Turner Valley Town council continues to seek more information before deciding which capital projects to pursue in 2020.

Councillors asked administration several questions about priority projects outlined in the Town’s 2020 draft capital budget at the Oct. 7 council meeting and said they’re not ready to make a decision until they have more details.

This is the second time council has put forth questions to administration regarding the proposed capital budget – the first being on Sept. 16.

Among the projects is $300,000 for an engineering design to replace the sewer main replacement along Sunset Blvd., a project estimated at $4.4 million.

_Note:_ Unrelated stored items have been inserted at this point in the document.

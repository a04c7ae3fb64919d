//! Cell values and their text rendering.

use std::borrow::Cow;

use serde::{Deserialize, Serialize};

/// A single cell.
///
/// The reader never infers types: non-empty fields arrive as [`Value::Text`]
/// and empty fields as [`Value::Missing`]. [`Value::Number`] only appears
/// once a transform writes a computed number (a median, for example).
#[derive(Debug, Clone, PartialEq, Serialize, Deserialize)]
pub enum Value {
    Text(String),
    Number(f64),
    Missing,
}

impl Value {
    /// Builds a value from a raw CSV field.
    pub fn from_field(field: &str) -> Self {
        if field.is_empty() {
            Self::Missing
        } else {
            Self::Text(field.to_string())
        }
    }

    pub fn text(value: impl Into<String>) -> Self {
        Self::Text(value.into())
    }

    pub fn is_missing(&self) -> bool {
        matches!(self, Self::Missing)
    }

    /// Returns the text payload, if this is a text cell.
    pub fn as_str(&self) -> Option<&str> {
        match self {
            Self::Text(s) => Some(s),
            _ => None,
        }
    }

    /// Numeric view of the cell. Text is parsed on demand; non-finite
    /// results are rejected.
    pub fn as_f64(&self) -> Option<f64> {
        match self {
            Self::Number(n) if n.is_finite() => Some(*n),
            Self::Text(s) => parse_f64(s),
            _ => None,
        }
    }

    /// Renders the cell the way it is written to output.
    ///
    /// Missing cells render as the empty string, numbers without trailing zeros.
    pub fn render(&self) -> Cow<'_, str> {
        match self {
            Self::Text(s) => Cow::Borrowed(s.as_str()),
            Self::Number(n) => Cow::Owned(format_numeric(*n)),
            Self::Missing => Cow::Borrowed(""),
        }
    }

    /// Lookup key form: trimmed text, with numbers rendered like output.
    pub fn key_text(&self) -> Option<Cow<'_, str>> {
        match self {
            Self::Text(s) => {
                let trimmed = s.trim();
                if trimmed.is_empty() {
                    None
                } else {
                    Some(Cow::Borrowed(trimmed))
                }
            }
            Self::Number(n) => Some(Cow::Owned(format_numeric(*n))),
            Self::Missing => None,
        }
    }
}

impl From<&str> for Value {
    fn from(value: &str) -> Self {
        Self::from_field(value)
    }
}

impl From<f64> for Value {
    fn from(value: f64) -> Self {
        Self::Number(value)
    }
}

/// Formats a floating-point number as a string without trailing zeros after decimal.
///
/// Only trims trailing zeros if the number contains a decimal point.
/// Integer-valued floats like 40.0 are formatted as "40", not "4".
///
/// # Examples
///
/// ```
/// use batchprep_model::format_numeric;
///
/// assert_eq!(format_numeric(1.0), "1");
/// assert_eq!(format_numeric(1.50), "1.5");
/// assert_eq!(format_numeric(40.0), "40");
/// ```
pub fn format_numeric(v: f64) -> String {
    let s = format!("{v}");
    if s.contains('.') {
        let trimmed = s.trim_end_matches('0').trim_end_matches('.');
        if trimmed.is_empty() || trimmed == "-" {
            "0".to_string()
        } else {
            trimmed.to_string()
        }
    } else if s == "-0" {
        "0".to_string()
    } else {
        s
    }
}

/// Parses a string as `f64`, returning `None` for invalid, empty, or non-finite input.
pub fn parse_f64(value: &str) -> Option<f64> {
    let trimmed = value.trim();
    if trimmed.is_empty() {
        return None;
    }
    trimmed.parse::<f64>().ok().filter(|v| v.is_finite())
}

“By this time next year we will be able to come to you with a more precise cost estimate,” the town’s chief administrative officer Todd Sharpe told council. “The $4.4 million is just an estimate based on engineering reports from a few years ago.”

Sharpe said that while town staff was unable to find records of the age of the pipeline - a question that came up at council’s initial discussion - this project is a top priority for the Town.

“The two that cannot wait is Sunset and the Dunham Court sanitary upgrade,” he told council. “The rest of the items on the list are what I would say are strongly recommended by administration for various reasons.

“We can roll the dice and push them back, but there could be additional costs associated with that if we do that.”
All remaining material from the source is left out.